GOAL OF THE EXERCISE:
Search the listing below for the line containing "OS version satisfies". From there through the line containing "(forward slashes) to", transcribe every line exactly, both ends included.
*** INPUT FOR THIS TASK ***
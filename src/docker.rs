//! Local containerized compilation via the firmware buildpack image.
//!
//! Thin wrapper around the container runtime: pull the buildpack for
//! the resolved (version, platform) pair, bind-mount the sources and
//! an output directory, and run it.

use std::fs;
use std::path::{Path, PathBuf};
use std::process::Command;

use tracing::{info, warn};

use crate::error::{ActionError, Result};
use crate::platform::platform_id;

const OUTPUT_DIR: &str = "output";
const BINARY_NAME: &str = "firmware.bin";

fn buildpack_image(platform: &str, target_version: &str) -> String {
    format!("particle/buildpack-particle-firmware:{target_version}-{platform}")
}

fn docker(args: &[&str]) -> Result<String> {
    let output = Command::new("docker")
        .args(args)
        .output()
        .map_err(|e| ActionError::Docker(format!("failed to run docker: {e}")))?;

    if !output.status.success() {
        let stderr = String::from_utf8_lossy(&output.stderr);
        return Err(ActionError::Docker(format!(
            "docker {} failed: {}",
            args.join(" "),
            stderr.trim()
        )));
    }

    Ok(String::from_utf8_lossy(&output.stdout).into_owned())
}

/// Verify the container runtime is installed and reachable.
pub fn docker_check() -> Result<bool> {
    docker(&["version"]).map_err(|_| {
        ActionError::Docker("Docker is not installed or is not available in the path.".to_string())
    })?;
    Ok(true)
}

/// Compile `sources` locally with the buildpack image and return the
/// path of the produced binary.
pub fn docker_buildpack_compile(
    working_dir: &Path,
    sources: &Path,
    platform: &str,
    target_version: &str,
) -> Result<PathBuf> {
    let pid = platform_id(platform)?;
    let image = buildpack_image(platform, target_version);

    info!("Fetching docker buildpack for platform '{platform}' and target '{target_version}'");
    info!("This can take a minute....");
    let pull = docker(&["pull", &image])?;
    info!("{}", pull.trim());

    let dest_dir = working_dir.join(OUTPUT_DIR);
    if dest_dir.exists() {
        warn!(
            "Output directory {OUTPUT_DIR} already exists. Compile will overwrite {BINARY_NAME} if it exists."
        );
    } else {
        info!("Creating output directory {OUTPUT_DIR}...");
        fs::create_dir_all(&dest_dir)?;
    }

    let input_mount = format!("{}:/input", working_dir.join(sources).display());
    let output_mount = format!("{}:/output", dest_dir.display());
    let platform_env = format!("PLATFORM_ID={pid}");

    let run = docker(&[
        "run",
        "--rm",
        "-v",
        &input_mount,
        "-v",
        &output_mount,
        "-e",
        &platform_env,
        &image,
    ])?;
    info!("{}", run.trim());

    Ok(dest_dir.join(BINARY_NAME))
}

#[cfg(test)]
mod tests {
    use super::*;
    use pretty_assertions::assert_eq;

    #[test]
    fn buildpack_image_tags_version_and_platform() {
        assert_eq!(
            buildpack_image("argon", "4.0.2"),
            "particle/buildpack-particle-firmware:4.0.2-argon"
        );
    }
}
*** End of INPUT FOR THIS TASK ***
*** INPUT FOR THIS TASK ***
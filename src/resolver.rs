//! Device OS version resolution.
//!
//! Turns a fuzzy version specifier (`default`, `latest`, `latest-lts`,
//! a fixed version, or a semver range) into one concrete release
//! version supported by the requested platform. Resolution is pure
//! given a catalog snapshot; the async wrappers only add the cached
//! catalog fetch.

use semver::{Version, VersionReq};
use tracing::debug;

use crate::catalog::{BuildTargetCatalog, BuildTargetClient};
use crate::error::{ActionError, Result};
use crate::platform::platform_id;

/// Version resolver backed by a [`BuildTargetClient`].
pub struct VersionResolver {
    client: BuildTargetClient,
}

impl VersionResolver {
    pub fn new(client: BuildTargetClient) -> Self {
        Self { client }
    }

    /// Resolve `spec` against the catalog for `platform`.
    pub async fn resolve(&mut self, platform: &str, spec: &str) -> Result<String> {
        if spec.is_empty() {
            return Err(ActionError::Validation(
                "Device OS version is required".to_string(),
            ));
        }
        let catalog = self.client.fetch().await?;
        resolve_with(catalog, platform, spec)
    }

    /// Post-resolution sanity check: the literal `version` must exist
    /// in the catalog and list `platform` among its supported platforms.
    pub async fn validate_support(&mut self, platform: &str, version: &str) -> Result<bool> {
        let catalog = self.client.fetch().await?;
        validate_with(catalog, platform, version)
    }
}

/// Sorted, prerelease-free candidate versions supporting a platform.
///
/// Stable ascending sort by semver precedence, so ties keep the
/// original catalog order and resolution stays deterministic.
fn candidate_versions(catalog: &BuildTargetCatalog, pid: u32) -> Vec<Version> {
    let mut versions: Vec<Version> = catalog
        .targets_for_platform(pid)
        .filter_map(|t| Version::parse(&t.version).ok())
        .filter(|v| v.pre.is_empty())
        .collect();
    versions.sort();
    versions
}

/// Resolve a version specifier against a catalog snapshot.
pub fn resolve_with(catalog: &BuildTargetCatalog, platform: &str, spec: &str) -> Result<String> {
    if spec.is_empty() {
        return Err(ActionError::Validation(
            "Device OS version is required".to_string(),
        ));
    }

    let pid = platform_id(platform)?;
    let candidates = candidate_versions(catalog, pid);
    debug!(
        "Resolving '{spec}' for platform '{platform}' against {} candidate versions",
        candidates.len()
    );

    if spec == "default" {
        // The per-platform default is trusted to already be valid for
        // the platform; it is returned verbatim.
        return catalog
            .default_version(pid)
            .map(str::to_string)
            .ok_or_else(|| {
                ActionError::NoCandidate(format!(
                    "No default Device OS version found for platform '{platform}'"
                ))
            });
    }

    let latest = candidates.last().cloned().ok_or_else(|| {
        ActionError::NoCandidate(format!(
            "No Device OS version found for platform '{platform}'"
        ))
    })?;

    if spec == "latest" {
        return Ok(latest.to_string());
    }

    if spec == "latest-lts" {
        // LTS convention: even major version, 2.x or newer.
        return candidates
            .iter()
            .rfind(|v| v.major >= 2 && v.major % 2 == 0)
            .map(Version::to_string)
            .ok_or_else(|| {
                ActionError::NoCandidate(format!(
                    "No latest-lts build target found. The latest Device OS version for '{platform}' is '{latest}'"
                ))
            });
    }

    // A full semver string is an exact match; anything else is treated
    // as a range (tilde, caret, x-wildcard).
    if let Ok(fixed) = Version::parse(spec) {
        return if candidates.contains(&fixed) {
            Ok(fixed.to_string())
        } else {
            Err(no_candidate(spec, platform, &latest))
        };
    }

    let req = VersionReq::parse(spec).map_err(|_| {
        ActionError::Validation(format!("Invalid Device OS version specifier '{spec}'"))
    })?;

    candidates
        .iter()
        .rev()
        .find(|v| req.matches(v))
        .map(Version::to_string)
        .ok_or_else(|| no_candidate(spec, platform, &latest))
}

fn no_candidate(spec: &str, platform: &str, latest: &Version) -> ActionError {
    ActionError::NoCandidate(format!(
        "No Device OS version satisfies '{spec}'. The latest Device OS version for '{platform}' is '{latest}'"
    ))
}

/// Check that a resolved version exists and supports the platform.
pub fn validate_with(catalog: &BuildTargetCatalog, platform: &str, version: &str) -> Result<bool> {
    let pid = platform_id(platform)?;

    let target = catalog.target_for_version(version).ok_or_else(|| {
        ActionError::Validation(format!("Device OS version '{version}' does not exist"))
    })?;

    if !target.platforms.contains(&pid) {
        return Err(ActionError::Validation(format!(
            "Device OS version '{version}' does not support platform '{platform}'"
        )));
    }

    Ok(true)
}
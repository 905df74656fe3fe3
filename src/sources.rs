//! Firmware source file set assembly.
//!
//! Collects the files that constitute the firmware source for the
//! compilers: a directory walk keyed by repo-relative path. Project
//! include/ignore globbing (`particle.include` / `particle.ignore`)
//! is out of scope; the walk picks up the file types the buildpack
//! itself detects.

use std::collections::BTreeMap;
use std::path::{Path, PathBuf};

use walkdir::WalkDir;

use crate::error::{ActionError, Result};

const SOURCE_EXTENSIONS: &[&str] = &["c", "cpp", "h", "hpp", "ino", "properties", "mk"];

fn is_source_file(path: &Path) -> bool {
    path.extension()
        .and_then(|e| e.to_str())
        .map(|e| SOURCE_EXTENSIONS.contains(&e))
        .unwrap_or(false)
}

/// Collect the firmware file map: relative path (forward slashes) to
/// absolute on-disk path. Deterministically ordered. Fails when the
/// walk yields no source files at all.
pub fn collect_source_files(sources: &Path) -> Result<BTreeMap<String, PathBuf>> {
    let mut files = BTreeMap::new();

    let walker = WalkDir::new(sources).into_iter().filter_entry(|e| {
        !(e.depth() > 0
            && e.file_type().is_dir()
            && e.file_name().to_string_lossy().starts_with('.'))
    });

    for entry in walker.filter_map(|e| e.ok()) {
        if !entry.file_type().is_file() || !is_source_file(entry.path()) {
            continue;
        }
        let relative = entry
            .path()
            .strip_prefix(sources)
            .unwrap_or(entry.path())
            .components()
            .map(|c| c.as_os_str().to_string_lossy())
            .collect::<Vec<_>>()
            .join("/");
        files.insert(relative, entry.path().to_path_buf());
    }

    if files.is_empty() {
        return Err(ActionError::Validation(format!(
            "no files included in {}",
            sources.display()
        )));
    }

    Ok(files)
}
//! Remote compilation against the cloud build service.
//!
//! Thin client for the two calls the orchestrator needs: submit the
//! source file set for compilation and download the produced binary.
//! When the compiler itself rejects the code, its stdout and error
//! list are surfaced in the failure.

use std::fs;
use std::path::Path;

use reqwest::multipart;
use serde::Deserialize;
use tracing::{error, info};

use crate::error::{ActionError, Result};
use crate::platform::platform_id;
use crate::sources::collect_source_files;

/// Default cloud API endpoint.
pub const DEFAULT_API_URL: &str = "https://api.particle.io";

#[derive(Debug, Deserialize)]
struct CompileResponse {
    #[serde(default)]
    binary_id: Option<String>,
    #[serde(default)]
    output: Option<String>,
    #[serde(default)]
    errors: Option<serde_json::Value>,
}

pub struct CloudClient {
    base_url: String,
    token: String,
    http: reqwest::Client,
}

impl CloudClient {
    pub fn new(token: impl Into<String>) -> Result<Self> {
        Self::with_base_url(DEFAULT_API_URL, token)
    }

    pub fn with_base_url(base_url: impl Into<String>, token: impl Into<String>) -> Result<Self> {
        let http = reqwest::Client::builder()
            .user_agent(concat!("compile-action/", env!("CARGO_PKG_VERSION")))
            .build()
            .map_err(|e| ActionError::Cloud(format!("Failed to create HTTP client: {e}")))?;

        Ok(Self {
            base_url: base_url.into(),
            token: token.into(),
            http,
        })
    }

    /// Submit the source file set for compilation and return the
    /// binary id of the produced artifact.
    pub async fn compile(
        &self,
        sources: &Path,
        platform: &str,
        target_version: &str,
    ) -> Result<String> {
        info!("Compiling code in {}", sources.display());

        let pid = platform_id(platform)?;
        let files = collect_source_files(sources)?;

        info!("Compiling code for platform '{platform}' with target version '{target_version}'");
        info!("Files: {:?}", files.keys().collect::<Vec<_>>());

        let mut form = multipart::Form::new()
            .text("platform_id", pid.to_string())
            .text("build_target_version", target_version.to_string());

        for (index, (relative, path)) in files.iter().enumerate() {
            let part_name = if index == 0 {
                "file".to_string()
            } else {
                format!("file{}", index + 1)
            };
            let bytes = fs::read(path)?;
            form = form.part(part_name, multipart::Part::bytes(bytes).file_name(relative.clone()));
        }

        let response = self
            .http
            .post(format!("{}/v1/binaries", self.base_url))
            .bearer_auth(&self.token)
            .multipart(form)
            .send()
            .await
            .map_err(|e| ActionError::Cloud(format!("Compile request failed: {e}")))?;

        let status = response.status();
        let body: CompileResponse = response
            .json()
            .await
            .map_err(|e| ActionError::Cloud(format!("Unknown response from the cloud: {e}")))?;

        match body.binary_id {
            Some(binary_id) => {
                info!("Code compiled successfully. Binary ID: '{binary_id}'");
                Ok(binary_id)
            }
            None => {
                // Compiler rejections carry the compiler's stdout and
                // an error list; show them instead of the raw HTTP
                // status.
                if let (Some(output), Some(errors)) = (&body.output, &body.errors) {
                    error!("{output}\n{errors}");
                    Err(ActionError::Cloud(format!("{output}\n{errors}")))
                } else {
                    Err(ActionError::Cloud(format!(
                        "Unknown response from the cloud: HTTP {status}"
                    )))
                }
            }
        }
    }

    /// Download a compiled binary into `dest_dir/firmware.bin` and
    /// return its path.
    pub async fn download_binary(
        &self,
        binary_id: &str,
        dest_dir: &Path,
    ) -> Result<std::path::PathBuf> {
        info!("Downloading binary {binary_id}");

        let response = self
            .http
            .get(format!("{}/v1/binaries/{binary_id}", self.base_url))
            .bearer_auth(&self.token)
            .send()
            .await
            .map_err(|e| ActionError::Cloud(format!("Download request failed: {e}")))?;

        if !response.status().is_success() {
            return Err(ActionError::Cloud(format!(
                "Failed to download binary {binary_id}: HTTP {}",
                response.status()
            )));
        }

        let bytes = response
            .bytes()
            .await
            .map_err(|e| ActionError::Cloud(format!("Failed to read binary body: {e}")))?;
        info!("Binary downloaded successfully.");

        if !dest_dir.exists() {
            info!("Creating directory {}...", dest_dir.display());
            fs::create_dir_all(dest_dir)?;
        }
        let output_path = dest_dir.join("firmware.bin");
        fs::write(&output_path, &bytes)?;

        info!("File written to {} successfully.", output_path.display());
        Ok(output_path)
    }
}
*** End of INPUT FOR THIS TASK ***
*** INPUT FOR THIS TASK ***
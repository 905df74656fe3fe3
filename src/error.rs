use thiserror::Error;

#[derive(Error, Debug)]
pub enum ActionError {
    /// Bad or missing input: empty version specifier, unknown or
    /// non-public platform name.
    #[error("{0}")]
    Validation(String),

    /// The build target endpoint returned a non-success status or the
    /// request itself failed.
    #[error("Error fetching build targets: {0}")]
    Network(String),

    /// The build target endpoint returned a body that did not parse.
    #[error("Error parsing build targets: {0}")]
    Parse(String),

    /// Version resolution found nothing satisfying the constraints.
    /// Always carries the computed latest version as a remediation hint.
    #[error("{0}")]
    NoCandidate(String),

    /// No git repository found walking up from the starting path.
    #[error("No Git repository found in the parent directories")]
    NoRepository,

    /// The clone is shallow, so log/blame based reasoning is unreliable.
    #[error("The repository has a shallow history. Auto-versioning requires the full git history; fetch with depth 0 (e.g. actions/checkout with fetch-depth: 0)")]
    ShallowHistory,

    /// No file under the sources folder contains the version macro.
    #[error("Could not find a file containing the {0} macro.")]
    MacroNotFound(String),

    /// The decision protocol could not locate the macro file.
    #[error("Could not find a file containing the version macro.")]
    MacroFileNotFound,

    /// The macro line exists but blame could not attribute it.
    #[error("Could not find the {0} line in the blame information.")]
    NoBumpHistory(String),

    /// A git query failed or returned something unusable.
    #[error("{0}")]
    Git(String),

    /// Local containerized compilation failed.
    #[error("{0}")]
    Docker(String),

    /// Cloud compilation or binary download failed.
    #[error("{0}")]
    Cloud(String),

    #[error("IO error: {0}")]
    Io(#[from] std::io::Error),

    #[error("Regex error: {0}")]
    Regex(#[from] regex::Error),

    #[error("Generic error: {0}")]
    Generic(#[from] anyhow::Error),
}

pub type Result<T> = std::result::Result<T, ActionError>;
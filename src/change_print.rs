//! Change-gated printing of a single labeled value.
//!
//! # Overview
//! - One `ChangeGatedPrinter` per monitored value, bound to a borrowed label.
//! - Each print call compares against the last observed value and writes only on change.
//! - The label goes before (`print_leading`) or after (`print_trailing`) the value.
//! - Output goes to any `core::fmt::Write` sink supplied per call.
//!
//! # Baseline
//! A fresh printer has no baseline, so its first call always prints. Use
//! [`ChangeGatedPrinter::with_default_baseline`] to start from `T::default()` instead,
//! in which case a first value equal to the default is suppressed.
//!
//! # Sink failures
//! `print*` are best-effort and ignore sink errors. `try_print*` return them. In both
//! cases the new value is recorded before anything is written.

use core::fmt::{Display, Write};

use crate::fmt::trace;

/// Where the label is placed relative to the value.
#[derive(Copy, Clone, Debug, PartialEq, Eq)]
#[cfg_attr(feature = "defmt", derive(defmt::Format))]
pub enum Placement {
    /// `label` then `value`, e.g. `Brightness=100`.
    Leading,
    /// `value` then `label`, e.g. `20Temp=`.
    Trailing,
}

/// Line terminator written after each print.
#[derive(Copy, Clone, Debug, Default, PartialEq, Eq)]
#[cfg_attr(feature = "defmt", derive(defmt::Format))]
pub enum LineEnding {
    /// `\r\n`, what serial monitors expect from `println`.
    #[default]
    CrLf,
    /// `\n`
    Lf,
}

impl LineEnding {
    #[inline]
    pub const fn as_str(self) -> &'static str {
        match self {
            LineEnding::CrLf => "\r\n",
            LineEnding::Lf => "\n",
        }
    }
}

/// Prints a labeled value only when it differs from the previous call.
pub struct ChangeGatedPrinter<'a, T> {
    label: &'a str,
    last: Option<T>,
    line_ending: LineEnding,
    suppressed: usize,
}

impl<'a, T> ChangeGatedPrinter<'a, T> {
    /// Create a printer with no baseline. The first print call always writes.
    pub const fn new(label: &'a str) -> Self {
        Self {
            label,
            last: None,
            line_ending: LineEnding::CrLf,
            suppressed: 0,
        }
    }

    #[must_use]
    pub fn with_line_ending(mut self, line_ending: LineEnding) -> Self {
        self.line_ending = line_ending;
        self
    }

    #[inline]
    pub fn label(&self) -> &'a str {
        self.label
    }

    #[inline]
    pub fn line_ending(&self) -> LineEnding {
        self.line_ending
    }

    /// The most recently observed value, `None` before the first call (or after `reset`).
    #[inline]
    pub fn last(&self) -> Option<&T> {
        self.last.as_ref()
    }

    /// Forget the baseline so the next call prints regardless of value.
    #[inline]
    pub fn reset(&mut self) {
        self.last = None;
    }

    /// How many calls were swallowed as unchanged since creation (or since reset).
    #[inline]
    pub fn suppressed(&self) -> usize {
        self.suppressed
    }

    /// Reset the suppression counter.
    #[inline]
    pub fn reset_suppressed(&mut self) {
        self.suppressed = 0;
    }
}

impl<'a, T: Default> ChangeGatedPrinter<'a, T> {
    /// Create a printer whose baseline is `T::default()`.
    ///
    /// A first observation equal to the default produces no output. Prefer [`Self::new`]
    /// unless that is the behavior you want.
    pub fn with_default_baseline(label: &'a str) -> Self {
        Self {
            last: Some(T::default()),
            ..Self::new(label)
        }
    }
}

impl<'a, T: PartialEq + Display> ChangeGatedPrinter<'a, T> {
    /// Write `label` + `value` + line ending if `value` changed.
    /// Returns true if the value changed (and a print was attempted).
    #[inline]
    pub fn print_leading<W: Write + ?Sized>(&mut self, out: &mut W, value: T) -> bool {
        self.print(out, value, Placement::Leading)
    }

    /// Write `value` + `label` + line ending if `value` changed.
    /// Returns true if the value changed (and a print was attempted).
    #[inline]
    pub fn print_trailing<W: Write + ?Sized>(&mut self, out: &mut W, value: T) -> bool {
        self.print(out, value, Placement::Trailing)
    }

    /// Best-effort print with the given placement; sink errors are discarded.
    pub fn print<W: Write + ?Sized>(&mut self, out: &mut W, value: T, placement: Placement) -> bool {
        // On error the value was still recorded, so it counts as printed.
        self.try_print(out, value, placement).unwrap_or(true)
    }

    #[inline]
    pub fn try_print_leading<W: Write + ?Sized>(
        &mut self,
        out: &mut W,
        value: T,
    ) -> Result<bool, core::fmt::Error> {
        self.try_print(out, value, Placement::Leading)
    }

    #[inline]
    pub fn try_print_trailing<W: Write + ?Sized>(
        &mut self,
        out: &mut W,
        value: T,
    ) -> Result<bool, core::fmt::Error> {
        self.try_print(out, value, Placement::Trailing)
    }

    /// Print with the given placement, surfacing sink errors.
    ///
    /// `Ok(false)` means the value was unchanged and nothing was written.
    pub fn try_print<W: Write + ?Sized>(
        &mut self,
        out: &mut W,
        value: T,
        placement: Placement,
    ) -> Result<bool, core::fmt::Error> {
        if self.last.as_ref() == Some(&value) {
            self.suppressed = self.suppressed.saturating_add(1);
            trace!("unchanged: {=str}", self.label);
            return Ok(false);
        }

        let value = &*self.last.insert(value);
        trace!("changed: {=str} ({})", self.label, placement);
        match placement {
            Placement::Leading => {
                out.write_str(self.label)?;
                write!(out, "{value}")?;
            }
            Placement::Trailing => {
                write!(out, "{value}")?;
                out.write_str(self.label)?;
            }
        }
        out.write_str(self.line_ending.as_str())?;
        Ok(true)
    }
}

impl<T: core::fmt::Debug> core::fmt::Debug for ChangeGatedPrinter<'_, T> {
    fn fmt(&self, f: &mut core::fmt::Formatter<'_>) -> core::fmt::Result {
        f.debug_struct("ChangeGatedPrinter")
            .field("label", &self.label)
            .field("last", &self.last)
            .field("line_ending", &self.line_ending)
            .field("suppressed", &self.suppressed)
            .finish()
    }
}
*** End of INPUT FOR THIS TASK ***
THE COMPLETED TASK:
        "No Device OS version satisfies '{spec}'. The latest Device OS version for '{platform}' is '{latest}'"
    ))
}

/// Check that a resolved version exists and supports the platform.
pub fn validate_with(catalog: &BuildTargetCatalog, platform: &str, version: &str) -> Result<bool> {
    let pid = platform_id(platform)?;

    let target = catalog.target_for_version(version).ok_or_else(|| {
        ActionError::Validation(format!("Device OS version '{version}' does not exist"))
    })?;

    if !target.platforms.contains(&pid) {
        return Err(ActionError::Validation(format!(
            "Device OS version '{version}' does not support platform '{platform}'"
        )));
    }

    Ok(true)
}
repository 905df74656fe3fe3
filename src/sources.rs
//! Firmware source file set assembly.
//!
//! Collects the files that constitute the firmware source for the
//! compilers: a directory walk keyed by repo-relative path. Project
//! include/ignore globbing (`particle.include` / `particle.ignore`)
//! is out of scope; the walk picks up the file types the buildpack
//! itself detects.

use std::collections::BTreeMap;
use std::path::{Path, PathBuf};

use walkdir::WalkDir;

use crate::error::{ActionError, Result};

const SOURCE_EXTENSIONS: &[&str] = &["c", "cpp", "h", "hpp", "ino", "properties", "mk"];

fn is_source_file(path: &Path) -> bool {
    path.extension()
        .and_then(|e| e.to_str())
        .map(|e| SOURCE_EXTENSIONS.contains(&e))
        .unwrap_or(false)
}

/// Collect the firmware file map: relative path (forward slashes) to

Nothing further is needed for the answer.